Against Wheeler’s incendiary rhetoric and crafty legislative maneuverings, the court-packing bill failed to garner the necessary votes and died in the Senate by a final tally of 70-20. Wheeler’s “conservative” stand thus helped preserve some degree of judicial independence. (Though FDR did eventually get what he wanted. By the time of his death in 1945, he had “packed” the Court with eight New Deal–friendly justices. And the plan itself is widely credited with influencing swing vote Justice Owen Roberts, whose newfound support was called “the switch in time that saved nine.”) Today’s pro-Roosevelt liberals might take a moment to contemplate what George W. Bush would have done with those courtpacking powers.

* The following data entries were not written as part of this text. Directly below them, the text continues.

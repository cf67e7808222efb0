//! Structural remediation of dependency-blocked plans.
//!
//! When no pending step is runnable, the `unblock_plan` action asks the model
//! for per-step remediations. [`UnblockProposal::apply`] turns such a proposal
//! into the step list of the next plan version.

use super::entities::{Plan, Step, StepStatus};
use super::parser::{json_value_to_string, parse_step_json};
use crate::core::ids::StepId;
use serde::{Deserialize, Serialize};
use serde_json::Value;

/// What to do with one blocked step
#[derive(Debug, Clone, Copy, PartialEq, Eq, Serialize, Deserialize)]
#[serde(rename_all = "snake_case")]
pub enum RemediationKind {
    /// Stop waiting for the step: dependents drop it from their dependencies
    Skip,
    /// Rewrite the step's text and/or dependencies
    Modify,
    /// Insert smaller steps before it and make it depend on them
    Split,
    /// Replace its dependency list
    Reorder,
}

impl RemediationKind {
    fn parse(s: &str) -> Option<Self> {
        match s.trim().to_lowercase().as_str() {
            "skip" | "remove" | "drop" => Some(RemediationKind::Skip),
            "modify" | "change" | "rewrite" => Some(RemediationKind::Modify),
            "split" | "decompose" => Some(RemediationKind::Split),
            "reorder" | "reorganize" => Some(RemediationKind::Reorder),
            _ => None,
        }
    }
}

/// One proposed fix
#[derive(Debug, Clone, PartialEq, Serialize, Deserialize)]
pub struct Remediation {
    pub step_id: StepId,
    pub kind: RemediationKind,
    pub new_title: Option<String>,
    pub new_description: Option<String>,
    pub new_dependencies: Option<Vec<StepId>>,
    pub new_steps: Vec<Step>,
}

/// A model-proposed restructuring of a blocked plan
#[derive(Debug, Clone, Default, PartialEq, Serialize, Deserialize)]
pub struct UnblockProposal {
    pub analysis: String,
    pub remediations: Vec<Remediation>,
    /// Optional explicit ordering of step ids
    pub order: Vec<StepId>,
}

fn id_list(value: Option<&Value>) -> Option<Vec<StepId>> {
    value.and_then(Value::as_array).map(|deps| {
        deps.iter()
            .filter_map(json_value_to_string)
            .map(StepId::new)
            .collect()
    })
}

impl UnblockProposal {
    /// Lenient parse of `{analysis, remediations: [...], order?}`.
    pub fn from_json(json: &Value) -> Option<Self> {
        let entries = json
            .get("remediations")
            .or_else(|| json.get("actions"))
            .or_else(|| json.get("fixes"))
            .and_then(Value::as_array)?;

        let remediations: Vec<Remediation> = entries
            .iter()
            .filter_map(|entry| {
                let step_id = entry
                    .get("stepId")
                    .or_else(|| entry.get("step_id"))
                    .and_then(json_value_to_string)?;
                let kind = entry
                    .get("action")
                    .or_else(|| entry.get("kind"))
                    .and_then(Value::as_str)
                    .and_then(RemediationKind::parse)?;
                let new_steps = entry
                    .get("newSteps")
                    .or_else(|| entry.get("new_steps"))
                    .and_then(Value::as_array)
                    .map(|arr| {
                        arr.iter()
                            .enumerate()
                            .filter_map(|(i, s)| {
                                parse_step_json(s, i, false).map(|mut step| {
                                    if s.get("id").is_none() {
                                        step.id = StepId::new(format!("{}-part-{}", step_id, i + 1));
                                    }
                                    step
                                })
                            })
                            .collect()
                    })
                    .unwrap_or_default();
                Some(Remediation {
                    step_id: StepId::new(step_id),
                    kind,
                    new_title: entry.get("newTitle").and_then(json_value_to_string),
                    new_description: entry
                        .get("newDescription")
                        .or_else(|| entry.get("new_description"))
                        .and_then(json_value_to_string),
                    new_dependencies: id_list(
                        entry
                            .get("newDependencies")
                            .or_else(|| entry.get("new_dependencies")),
                    ),
                    new_steps,
                })
            })
            .collect();

        let order = id_list(json.get("order")).unwrap_or_default();
        if remediations.is_empty() && order.is_empty() {
            return None;
        }

        Some(Self {
            analysis: json
                .get("analysis")
                .and_then(json_value_to_string)
                .unwrap_or_default(),
            remediations,
            order,
        })
    }

    /// Produce the step list for the next plan version, or `None` when the
    /// proposal does not touch any step of `plan`.
    pub fn apply(&self, plan: &Plan) -> Option<Vec<Step>> {
        let mut steps = carry_over(&plan.steps);
        let mut changed = false;

        for fix in &self.remediations {
            let Some(pos) = steps.iter().position(|s| s.id == fix.step_id) else {
                continue;
            };
            changed = true;
            match fix.kind {
                RemediationKind::Skip => {
                    // the superseded version still records the skipped step
                    steps.remove(pos);
                    for step in steps.iter_mut() {
                        step.dependencies.retain(|d| d != &fix.step_id);
                    }
                }
                RemediationKind::Modify | RemediationKind::Reorder => {
                    let step = &mut steps[pos];
                    if let Some(title) = &fix.new_title {
                        step.title = title.clone();
                    }
                    if let Some(description) = &fix.new_description {
                        step.description = description.clone();
                    }
                    if let Some(deps) = &fix.new_dependencies {
                        step.dependencies = deps.clone();
                    }
                }
                RemediationKind::Split => {
                    if fix.new_steps.is_empty() {
                        continue;
                    }
                    let part_ids: Vec<StepId> = fix.new_steps.iter().map(|s| s.id.clone()).collect();
                    steps[pos].dependencies = part_ids;
                    for (offset, part) in fix.new_steps.iter().enumerate() {
                        steps.insert(pos + offset, part.clone());
                    }
                }
            }
        }

        if !self.order.is_empty() {
            let mut ordered: Vec<Step> = Vec::with_capacity(steps.len());
            for id in &self.order {
                if let Some(pos) = steps.iter().position(|s| &s.id == id) {
                    ordered.push(steps.remove(pos));
                    changed = true;
                }
            }
            ordered.append(&mut steps);
            steps = ordered;
        }

        changed.then_some(steps)
    }
}

/// Copy steps into a new plan version.
///
/// Completed steps keep their status; anything that did not finish
/// (in progress or blocked) starts over as pending in the new version.
pub fn carry_over(steps: &[Step]) -> Vec<Step> {
    steps
        .iter()
        .cloned()
        .map(|mut step| {
            if step.status != StepStatus::Completed {
                step.status = StepStatus::Pending;
            }
            step
        })
        .collect()
}
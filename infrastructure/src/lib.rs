//! Infrastructure layer for taskpilot
//!
//! This crate contains adapters that implement the ports defined
//! in the application layer, including configuration file loading.

pub mod browser;
pub mod completion;
pub mod computer;
pub mod config;
pub mod fs;
pub mod logging;
pub mod persistence;

// Re-export commonly used types
pub use browser::HttpBrowser;
pub use completion::{
    BackendBuildError, BackendKind, CompletionSettings, OllamaBackend, OpenAiCompatibleBackend,
    build_backend,
};
pub use computer::LocalComputer;
pub use config::{ConfigLoader, ConfigValidationError, FileConfig};
pub use fs::LocalFileSystem;
pub use logging::JsonlEventLog;
pub use persistence::{JsonFilePersistence, TermFrequencyIndex};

But outside of the court-packing battle, did the fight against the New Deal really matter? As Smith discovered, the voters didn’t seem to have any problem with Roosevelt, and most historians still praise him today for ending the Depression and “saving capitalism.” Is there anything to learn from the principled liberals who stood athwart the New Deal yelling stop?
Albert Jay Nock thought there was. An acclaimed journalist, editor, and biographer, Nock remains one of FDR’s most intriguing opponents. Though he’s normally remembered as a founding father of the modern libertarian and conservative movements, Nock actually championed a unique brand of Jeffersonian anti-statism that has never fit comfortably on the political right. An advocate of free trade and minimal government, he also opposed the private ownership of land, taking his cue from Henry George’s 1879 bestseller Progress and Poverty, which argued that the government should be funded exclusively via a “single tax” on collectively owned land.
Indeed, Nock’s political and economic views owed as much to the progressive historian Charles A. Beard as they did to the libertarian theorist Herbert Spencer. In his best remembered book, Our Enemy, The State, Nock combined Spencer’s emphasis on free trade and social cooperation with Beard’s thesis that the U.S. Constitution represented an “unscrupulous and dishonourable” coup d’etat waged explicitly by “the speculating, industrial-commercial and creditor interests.” As historian Charles Hamilton observed about the Freeman, the political magazine Nock edited for its entire 1920–1924 run, readers “couldn’t decide if it was liberal, conservative, Bolshevik, revolutionary, anarchist, or Georgist.” Hamilton might as well have been writing about Nock himself.
And although Nock was never a New Deal supporter, he was nonetheless shoved to the right by the Rooseveltian juggernaut. As Brian Doherty observed in his definitive libertarian history, Radicals for Capitalism, “Nock had never stopped thinking of himself as a radical. He found it bitterly ironic that in the post-New Deal era, conservative businessmen became his primary audience.”